Goal of the exercise
All records should be reproduced verbatim.

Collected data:
--*--
//! Key encoding for the quad indices
//!
//! Every quad is stored under three keys, one per index ordering. Each key
//! component is the value wire encoding, length-prefixed so that a key built
//! from the leading components is a strict byte prefix of every key that
//! shares them.

use quadgraph_core::{NodeRef, Quad, QuadPattern, Value};

/// Prefix bytes for different key types
pub mod prefix {
    pub const SPO: u8 = 0x01;
    pub const POS: u8 = 0x02;
    pub const OSP: u8 = 0x03;
    pub const META: u8 = 0x08;
}

/// One of the three quad orderings
#[derive(Debug, Clone, Copy, PartialEq, Eq)]
pub enum Index {
    /// subject, predicate, object
    Spo,
    /// predicate, object, subject
    Pos,
    /// object, subject, predicate
    Osp,
}

impl Index {
    /// All indices a quad is written to
    pub const ALL: [Index; 3] = [Index::Spo, Index::Pos, Index::Osp];

    fn prefix_byte(self) -> u8 {
        match self {
            Index::Spo => prefix::SPO,
            Index::Pos => prefix::POS,
            Index::Osp => prefix::OSP,
        }
    }

    /// Full key for a quad in this ordering
    pub fn key(self, quad: &Quad) -> Vec<u8> {
        let s = node_wire(&quad.subject);
        let p = node_wire(&quad.predicate);
        let o = quad.object.to_wire();
        let (s, p, o) = (s.as_slice(), p.as_slice(), o.as_slice());
        let ordered = match self {
            Index::Spo => [s, p, o],
            Index::Pos => [p, o, s],
            Index::Osp => [o, s, p],
        };

        let mut builder = KeyBuilder::new(1 + s.len() + p.len() + o.len() + 17);
        builder.push_u8(self.prefix_byte());
        for component in ordered {
            builder.push_component(component);
        }
        match &quad.label {
            Some(label) => {
                builder.push_u8(1);
                builder.push_component(&node_wire(label));
            }
            None => builder.push_u8(0),
        }
        builder.finish()
    }

    /// Prefix covering every key whose leading components are `components`
    pub fn prefix(self, components: &[Vec<u8>]) -> Vec<u8> {
        let capacity = 1 + components.iter().map(|c| c.len() + 4).sum::<usize>();
        let mut builder = KeyBuilder::new(capacity);
        builder.push_u8(self.prefix_byte());
        for component in components {
            builder.push_component(component);
        }
        builder.finish()
    }
}

/// A prefix scan that answers a pattern
#[derive(Debug, Clone, PartialEq, Eq)]
pub struct ScanPlan {
    pub index: Index,
    pub prefix: Vec<u8>,
}

impl ScanPlan {
    /// Pick the index whose leading components are bound by the pattern
    pub fn for_pattern(pattern: &QuadPattern) -> Self {
        let s = pattern.subject.as_ref().map(node_wire);
        let p = pattern.predicate.as_ref().map(node_wire);
        let o = pattern.object.as_ref().map(Value::to_wire);

        let (index, components) = match (s, p, o) {
            (Some(s), Some(p), Some(o)) => (Index::Spo, vec![s, p, o]),
            (Some(s), Some(p), None) => (Index::Spo, vec![s, p]),
            (Some(s), None, Some(o)) => (Index::Osp, vec![o, s]),
            (Some(s), None, None) => (Index::Spo, vec![s]),
            (None, Some(p), Some(o)) => (Index::Pos, vec![p, o]),
            (None, Some(p), None) => (Index::Pos, vec![p]),
            (None, None, Some(o)) => (Index::Osp, vec![o]),
            (None, None, None) => (Index::Spo, Vec::new()),
        };

        Self {
            index,
            prefix: index.prefix(&components),
        }
    }
}

/// Key builder for storage operations
#[derive(Debug)]
pub struct KeyBuilder {
    buffer: Vec<u8>,
}

impl KeyBuilder {
    /// Create a new key builder with estimated capacity
    pub fn new(capacity: usize) -> Self {
        Self {
            buffer: Vec::with_capacity(capacity),
        }
    }

    /// Create a metadata key
    pub fn meta(key: &str) -> Vec<u8> {
        let mut builder = Self::new(1 + key.len());
        builder.push_u8(prefix::META);
        builder.push_bytes(key.as_bytes());
        builder.finish()
    }

    /// Push a single byte
    pub fn push_u8(&mut self, value: u8) {
        self.buffer.push(value);
    }

    /// Push raw bytes
    pub fn push_bytes(&mut self, bytes: &[u8]) {
        self.buffer.extend_from_slice(bytes);
    }

    /// Push a length-prefixed component
    pub fn push_component(&mut self, bytes: &[u8]) {
        self.buffer
            .extend_from_slice(&(bytes.len() as u32).to_be_bytes());
        self.buffer.extend_from_slice(bytes);
    }

    /// Finish building and return the key
    pub fn finish(self) -> Vec<u8> {
        self.buffer
    }
}

fn node_wire(node: &NodeRef) -> Vec<u8> {
    Value::Node(node.clone()).to_wire()
}

#[cfg(test)]
mod tests {
    use super::*;

    fn quad(s: &str, p: &str, o: Value) -> Quad {
        Quad::new(NodeRef::iri(s), p, o)
    }

    #[test]
    fn test_keys_differ_per_index() {
        let q = quad("alice", "follows", Value::Node(NodeRef::iri("bob")));
        let keys: Vec<Vec<u8>> = Index::ALL.iter().map(|i| i.key(&q)).collect();
        assert_eq!(keys[0][0], prefix::SPO);
        assert_eq!(keys[1][0], prefix::POS);
        assert_eq!(keys[2][0], prefix::OSP);
    }

    #[test]
    fn test_label_distinguishes_keys() {
        let q = quad("clinic", "hours", Value::Node(NodeRef::blank("h1")));
        let labelled = q.clone().with_label(NodeRef::blank("slot0"));
        assert_ne!(Index::Spo.key(&q), Index::Spo.key(&labelled));
    }

    #[test]
    fn test_plan_prefix_matches_key() {
        let q = quad("post1", "author", Value::Node(NodeRef::iri("bob")));
        let pattern = QuadPattern::any()
            .predicate(NodeRef::iri("author"))
            .object(NodeRef::iri("bob"));
        let plan = ScanPlan::for_pattern(&pattern);
        assert_eq!(plan.index, Index::Pos);
        assert!(plan.index.key(&q).starts_with(&plan.prefix));
    }

    #[test]
    fn test_prefix_does_not_bleed_into_longer_names() {
        let short = QuadPattern::any().subject(NodeRef::iri("bob"));
        let plan = ScanPlan::for_pattern(&short);
        let other = quad("bobby", "name", Value::from("Bobby"));
        assert!(!Index::Spo.key(&other).starts_with(&plan.prefix));
    }

    #[test]
    fn test_subject_and_object_use_osp() {
        let pattern = QuadPattern::any()
            .subject(NodeRef::iri("alice"))
            .object(NodeRef::iri("bob"));
        assert_eq!(ScanPlan::for_pattern(&pattern).index, Index::Osp);
    }

    #[test]
    fn test_meta_key() {
        let key = KeyBuilder::meta("format_version");
        assert_eq!(key[0], prefix::META);
        assert_eq!(&key[1..], b"format_version");
    }
}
--*--
Answer to the problem
//! Key encoding for the quad indices
//!
//! Every quad is stored under three keys, one per index ordering. Each key
//! component is the value wire encoding, length-prefixed so that a key built
//! from the leading components is a strict byte prefix of every key that
//! shares them.

use quadgraph_core::{NodeRef, Quad, QuadPattern, Value};

/// Prefix bytes for different key types
pub mod prefix {
    pub const SPO: u8 = 0x01;
    pub const POS: u8 = 0x02;
    pub const OSP: u8 = 0x03;
    pub const META: u8 = 0x08;
}

/// One of the three quad orderings
#[derive(Debug, Clone, Copy, PartialEq, Eq)]
pub enum Index {
    /// subject, predicate, object
    Spo,
    /// predicate, object, subject
    Pos,
    /// object, subject, predicate
    Osp,
}

impl Index {
    /// All indices a quad is written to
    pub const ALL: [Index; 3] = [Index::Spo, Index::Pos, Index::Osp];

    fn prefix_byte(self) -> u8 {
        match self {
            Index::Spo => prefix::SPO,
            Index::Pos => prefix::POS,
            Index::Osp => prefix::OSP,
        }
    }

    /// Full key for a quad in this ordering
    pub fn key(self, quad: &Quad) -> Vec<u8> {
        let s = node_wire(&quad.subject);
        let p = node_wire(&quad.predicate);
        let o = quad.object.to_wire();
        let (s, p, o) = (s.as_slice(), p.as_slice(), o.as_slice());
        let ordered = match self {
            Index::Spo => [s, p, o],
            Index::Pos => [p, o, s],
            Index::Osp => [o, s, p],
        };

        let mut builder = KeyBuilder::new(1 + s.len() + p.len() + o.len() + 17);
        builder.push_u8(self.prefix_byte());
        for component in ordered {
            builder.push_component(component);
        }
        match &quad.label {
            Some(label) => {
                builder.push_u8(1);
                builder.push_component(&node_wire(label));
            }
            None => builder.push_u8(0),
        }
        builder.finish()
    }

    /// Prefix covering every key whose leading components are `components`
    pub fn prefix(self, components: &[Vec<u8>]) -> Vec<u8> {
        let capacity = 1 + components.iter().map(|c| c.len() + 4).sum::<usize>();
        let mut builder = KeyBuilder::new(capacity);
        builder.push_u8(self.prefix_byte());
        for component in components {
            builder.push_component(component);
        }
        builder.finish()
    }
}

/// A prefix scan that answers a pattern
#[derive(Debug, Clone, PartialEq, Eq)]
pub struct ScanPlan {
    pub index: Index,
    pub prefix: Vec<u8>,
}

impl ScanPlan {
    /// Pick the index whose leading components are bound by the pattern
    pub fn for_pattern(pattern: &QuadPattern) -> Self {
        let s = pattern.subject.as_ref().map(node_wire);
        let p = pattern.predicate.as_ref().map(node_wire);
        let o = pattern.object.as_ref().map(Value::to_wire);

        let (index, components) = match (s, p, o) {
            (Some(s), Some(p), Some(o)) => (Index::Spo, vec![s, p, o]),
            (Some(s), Some(p), None) => (Index::Spo, vec![s, p]),
            (Some(s), None, Some(o)) => (Index::Osp, vec![o, s]),
            (Some(s), None, None) => (Index::Spo, vec![s]),
            (None, Some(p), Some(o)) => (Index::Pos, vec![p, o]),
            (None, Some(p), None) => (Index::Pos, vec![p]),
            (None, None, Some(o)) => (Index::Osp, vec![o]),
            (None, None, None) => (Index::Spo, Vec::new()),
        };

        Self {
            index,
            prefix: index.prefix(&components),
        }
    }
}

/// Key builder for storage operations
#[derive(Debug)]
pub struct KeyBuilder {
    buffer: Vec<u8>,
}

impl KeyBuilder {
    /// Create a new key builder with estimated capacity
    pub fn new(capacity: usize) -> Self {
        Self {
            buffer: Vec::with_capacity(capacity),
        }
    }

    /// Create a metadata key
    pub fn meta(key: &str) -> Vec<u8> {
        let mut builder = Self::new(1 + key.len());
        builder.push_u8(prefix::META);
        builder.push_bytes(key.as_bytes());
        builder.finish()
    }

    /// Push a single byte
    pub fn push_u8(&mut self, value: u8) {
        self.buffer.push(value);
    }

    /// Push raw bytes
    pub fn push_bytes(&mut self, bytes: &[u8]) {
        self.buffer.extend_from_slice(bytes);
    }

    /// Push a length-prefixed component
    pub fn push_component(&mut self, bytes: &[u8]) {
        self.buffer
            .extend_from_slice(&(bytes.len() as u32).to_be_bytes());
        self.buffer.extend_from_slice(bytes);
    }

    /// Finish building and return the key
    pub fn finish(self) -> Vec<u8> {
        self.buffer
    }
}

fn node_wire(node: &NodeRef) -> Vec<u8> {
    Value::Node(node.clone()).to_wire()
}

#[cfg(test)]
mod tests {
    use super::*;

    fn quad(s: &str, p: &str, o: Value) -> Quad {
        Quad::new(NodeRef::iri(s), p, o)
    }

    #[test]
    fn test_keys_differ_per_index() {
        let q = quad("alice", "follows", Value::Node(NodeRef::iri("bob")));
        let keys: Vec<Vec<u8>> = Index::ALL.iter().map(|i| i.key(&q)).collect();
        assert_eq!(keys[0][0], prefix::SPO);
        assert_eq!(keys[1][0], prefix::POS);
        assert_eq!(keys[2][0], prefix::OSP);
    }

    #[test]
    fn test_label_distinguishes_keys() {
        let q = quad("clinic", "hours", Value::Node(NodeRef::blank("h1")));
        let labelled = q.clone().with_label(NodeRef::blank("slot0"));
        assert_ne!(Index::Spo.key(&q), Index::Spo.key(&labelled));
    }

    #[test]
    fn test_plan_prefix_matches_key() {
        let q = quad("post1", "author", Value::Node(NodeRef::iri("bob")));
        let pattern = QuadPattern::any()
            .predicate(NodeRef::iri("author"))
            .object(NodeRef::iri("bob"));
        let plan = ScanPlan::for_pattern(&pattern);
        assert_eq!(plan.index, Index::Pos);
        assert!(plan.index.key(&q).starts_with(&plan.prefix));
    }

    #[test]
    fn test_prefix_does_not_bleed_into_longer_names() {
        let short = QuadPattern::any().subject(NodeRef::iri("bob"));
        let plan = ScanPlan::for_pattern(&short);
        let other = quad("bobby", "name", Value::from("Bobby"));
        assert!(!Index::Spo.key(&other).starts_with(&plan.prefix));
    }

    #[test]
    fn test_subject_and_object_use_osp() {
        let pattern = QuadPattern::any()
            .subject(NodeRef::iri("alice"))
            .object(NodeRef::iri("bob"));
        assert_eq!(ScanPlan::for_pattern(&pattern).index, Index::Osp);
    }

    #[test]
    fn test_meta_key() {
        let key = KeyBuilder::meta("format_version");
        assert_eq!(key[0], prefix::META);
        assert_eq!(&key[1..], b"format_version");
    }
}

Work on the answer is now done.